NRMA spokesperson Helen Machalias said that, "with a concerning road toll in NSW", it was more important than ever for light vehicle drivers and heavy vehicle drivers to "share the road safely".

"There are a number of things that light vehicle drivers can do to interact safely with heavy vehicle drivers on the road," she said.

"Heavy vehicles need more distance to stop, so allow plenty of room when merging in front of a truck.

"If a truck is passing you, ease up on the accelerator to allow them to overtake safely.

"Be cautious around heavy vehicles when they're turning, including on roundabouts - vehicles over 7.5m long are legally allowed to turn from the second or third lane, so stay back and don't move into the blind spot to the left and rear of the truck cab.

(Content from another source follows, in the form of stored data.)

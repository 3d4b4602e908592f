//! Checkpoint / progress channel.
//!
//! During remote script execution a worker emits structured messages back
//! to the orchestrator over an abstract bidirectional transport. Two
//! message subtypes matter:
//!
//! - `rexx-require`: the worker asks the director to resolve a dynamic
//!   library. The router resolves it (local file or HTTPS fetch from the
//!   fixed library origin) and answers with `rexx-require-response`.
//!   Resolution failure is carried **inside** the response
//!   (`success: false`); the enclosing deployment call never throws.
//! - anything else: an ordinary progress update, appended to the session's
//!   result list tagged `source: "remote"` and handed to the registered
//!   progress callback. Progress messages must never reach the resolver.

use crate::constants::LIBRARY_ORIGIN;
use crate::error::{Error, Result};
use async_trait::async_trait;
use chrono::{DateTime, Utc};
use serde::{Deserialize, Serialize};
use serde_json::{json, Value};
use std::path::PathBuf;
use tokio::sync::{mpsc, Mutex};
use tracing::{debug, warn};

/// Message type discriminator for library resolution requests.
pub const REQUIRE_TYPE: &str = "rexx-require";
/// Message type discriminator for library resolution responses.
pub const REQUIRE_RESPONSE_TYPE: &str = "rexx-require-response";

// =============================================================================
// Messages
// =============================================================================

/// Payload of a `rexx-require` message.
#[derive(Debug, Clone, Serialize, Deserialize)]
#[serde(rename_all = "camelCase")]
pub struct RequireRequest {
    /// Library the worker wants loaded.
    pub library_name: String,
    /// Correlation id echoed back in the response.
    pub require_id: String,
}

/// One progress record kept in a checkpoint session.
#[derive(Debug, Clone, Serialize)]
#[serde(rename_all = "camelCase")]
pub struct ProgressRecord {
    /// The raw message as received.
    pub message: Value,
    /// Where the record came from; remote worker messages are `"remote"`.
    pub source: String,
    /// Arrival time.
    pub received_at: DateTime<Utc>,
}

/// Lifecycle of a checkpoint session.
#[derive(Debug, Clone, Copy, PartialEq, Eq, Serialize)]
#[serde(rename_all = "lowercase")]
pub enum SessionStatus {
    /// Session is relaying messages.
    Active,
    /// Transport closed; no more messages will arrive.
    Closed,
}

/// One worker's progress/require session.
#[derive(Debug)]
pub struct CheckpointSession {
    /// Session identifier (typically the deployment target name).
    pub id: String,
    /// Ordered progress records received so far.
    pub records: Vec<ProgressRecord>,
    /// Current status.
    pub status: SessionStatus,
}

impl CheckpointSession {
    /// Opens a session.
    pub fn new(id: impl Into<String>) -> Self {
        Self {
            id: id.into(),
            records: Vec::new(),
            status: SessionStatus::Active,
        }
    }
}

/// Callback invoked for every progress message: `(checkpoint_key, values)`.
pub type ProgressCallback = Box<dyn Fn(&str, &Value) + Send + Sync>;

// =============================================================================
// Library Resolution
// =============================================================================

/// Resolves library names for the remote require protocol.
///
/// Names containing a path separator or a `.rexx` suffix are read from
/// the local filesystem relative to the configured root; anything else is
/// fetched over HTTPS from the fixed library-hosting origin.
pub struct LibraryResolver {
    root: PathBuf,
    origin: String,
    client: reqwest::Client,
}

impl LibraryResolver {
    /// Creates a resolver rooted at `root` with the default origin.
    pub fn new(root: impl Into<PathBuf>) -> Self {
        Self {
            root: root.into(),
            origin: LIBRARY_ORIGIN.to_string(),
            client: reqwest::Client::new(),
        }
    }

    /// Overrides the library-hosting origin (tests point this at a local
    /// server).
    pub fn with_origin(mut self, origin: impl Into<String>) -> Self {
        self.origin = origin.into();
        self
    }

    /// True if the name resolves against the local filesystem.
    pub fn is_local(name: &str) -> bool {
        name.contains('/') || name.ends_with(".rexx")
    }

    /// Resolves a library to its source text.
    pub async fn resolve(&self, name: &str) -> Result<String> {
        if Self::is_local(name) {
            let path = self.root.join(name);
            match tokio::fs::metadata(&path).await {
                Ok(meta) if meta.is_file() => {}
                _ => return Err(Error::LibraryNotFound(path.display().to_string())),
            }
            return Ok(tokio::fs::read_to_string(&path).await?);
        }

        let url = format!("{}/{}.rexx", self.origin, name);
        debug!(library = name, url = %url, "fetching registry-hosted library");
        let response = self
            .client
            .get(&url)
            .send()
            .await
            .map_err(|e| Error::LibraryFetchFailed {
                name: name.to_string(),
                reason: e.to_string(),
            })?;
        if !response.status().is_success() {
            return Err(Error::LibraryFetchFailed {
                name: name.to_string(),
                reason: format!("HTTP {}", response.status().as_u16()),
            });
        }
        response
            .text()
            .await
            .map_err(|e| Error::LibraryFetchFailed {
                name: name.to_string(),
                reason: e.to_string(),
            })
    }
}

// =============================================================================
// Routing
// =============================================================================

/// Routes incoming checkpoint messages for one session.
pub struct CheckpointRouter {
    resolver: LibraryResolver,
    callback: Option<ProgressCallback>,
    session: CheckpointSession,
}

impl CheckpointRouter {
    /// Creates a router for a session.
    pub fn new(session_id: impl Into<String>, resolver: LibraryResolver) -> Self {
        Self {
            resolver,
            callback: None,
            session: CheckpointSession::new(session_id),
        }
    }

    /// Registers the progress callback.
    pub fn set_callback(&mut self, callback: ProgressCallback) {
        self.callback = Some(callback);
    }

    /// The session's accumulated state.
    pub fn session(&self) -> &CheckpointSession {
        &self.session
    }

    /// Marks the session closed.
    pub fn close(&mut self) {
        self.session.status = SessionStatus::Closed;
    }

    /// Routes one incoming message.
    ///
    /// Require requests produce the response message to send back; every
    /// other message is recorded as progress and produces nothing.
    /// Resolution failures are folded into the response — this method
    /// never fails on a worker-supplied message.
    pub async fn route(&mut self, message: Value) -> Option<Value> {
        let msg_type = message.get("type").and_then(Value::as_str);
        if msg_type == Some(REQUIRE_TYPE) {
            return Some(self.handle_require(&message).await);
        }

        let key = message
            .get("key")
            .and_then(Value::as_str)
            .unwrap_or("progress")
            .to_string();
        self.session.records.push(ProgressRecord {
            message: message.clone(),
            source: "remote".to_string(),
            received_at: Utc::now(),
        });
        if let Some(callback) = &self.callback {
            callback(&key, &message);
        }
        None
    }

    async fn handle_require(&self, message: &Value) -> Value {
        let request: RequireRequest =
            match serde_json::from_value(message.get("data").cloned().unwrap_or(Value::Null)) {
                Ok(req) => req,
                Err(e) => {
                    warn!(error = %e, "malformed require request");
                    return json!({
                        "type": REQUIRE_RESPONSE_TYPE,
                        "requireId": message
                            .get("data")
                            .and_then(|d| d.get("requireId"))
                            .cloned()
                            .unwrap_or(Value::Null),
                        "success": false,
                        "error": format!("malformed require request: {}", e),
                    });
                }
            };

        match self.resolver.resolve(&request.library_name).await {
            Ok(source) => json!({
                "type": REQUIRE_RESPONSE_TYPE,
                "requireId": request.require_id,
                "success": true,
                "payload": source,
            }),
            Err(e) => {
                debug!(library = %request.library_name, error = %e, "library resolution failed");
                json!({
                    "type": REQUIRE_RESPONSE_TYPE,
                    "requireId": request.require_id,
                    "success": false,
                    "error": e.to_string(),
                })
            }
        }
    }
}

// =============================================================================
// Transport
// =============================================================================

/// Abstract bidirectional message transport between director and worker.
#[async_trait]
pub trait CheckpointTransport: Send + Sync {
    /// Sends a message to the peer.
    async fn send(&self, message: Value) -> Result<()>;

    /// Receives the next message; `None` when the peer closed.
    async fn recv(&self) -> Result<Option<Value>>;
}

/// In-process transport over a pair of tokio channels.
///
/// Used by tests and by local workers sharing the director's process.
pub struct ChannelTransport {
    tx: mpsc::Sender<Value>,
    rx: Mutex<mpsc::Receiver<Value>>,
}

impl ChannelTransport {
    /// Creates two cross-wired endpoints.
    pub fn pair(capacity: usize) -> (ChannelTransport, ChannelTransport) {
        let (a_tx, a_rx) = mpsc::channel(capacity);
        let (b_tx, b_rx) = mpsc::channel(capacity);
        (
            ChannelTransport {
                tx: a_tx,
                rx: Mutex::new(b_rx),
            },
            ChannelTransport {
                tx: b_tx,
                rx: Mutex::new(a_rx),
            },
        )
    }
}

#[async_trait]
impl CheckpointTransport for ChannelTransport {
    async fn send(&self, message: Value) -> Result<()> {
        self.tx
            .send(message)
            .await
            .map_err(|_| Error::Internal("checkpoint peer closed".to_string()))
    }

    async fn recv(&self) -> Result<Option<Value>> {
        Ok(self.rx.lock().await.recv().await)
    }
}

/// Drives a router against a transport until the peer closes.
///
/// Require responses are sent back over the same transport; progress
/// messages accumulate in the router's session.
pub async fn serve(router: &mut CheckpointRouter, transport: &dyn CheckpointTransport) -> Result<()> {
    while let Some(message) = transport.recv().await? {
        if let Some(response) = router.route(message).await {
            transport.send(response).await?;
        }
    }
    router.close();
    Ok(())
}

"The NRMA is also championing the introduction of a range of compulsory safety features to be included in all new heavy vehicles on NSW roads, such as underrun prevention, autonomous emergency braking systems and electronic stability control."

Ms Fuggle said she believed most truck drivers did the right thing on the road.

But she said the constraints put on them by their companies were "ridiculous" and made it "unsafe for everyone else".

"I can understand if I was going below the speed limit and he was getting upset at me but I was just doing the right thing," she said.

Facebook comments

Robert Mander said : "There are too many of this type of truckie out there at the moment and it's no wonder we have seen a rise in truck accidents on the M1 to Sydney in recent months."

Ericka Irvine: "Happens with cars as well, seems those signs on roadside that tell you speed limit don't mean a thing to people...It's amazing how once past a speed camera seems to be a good enough reason to floor it and fly."

Bob McBob said he "frequently witnesses truck drivers speeding, tail-gating, hogging the right lane, (after overtaking) moving back to the left lane way too close to the car behind, overtaking in the left lane, and leaving high beam lights on".

Scott Skinner said : "Without trucks Australia stops."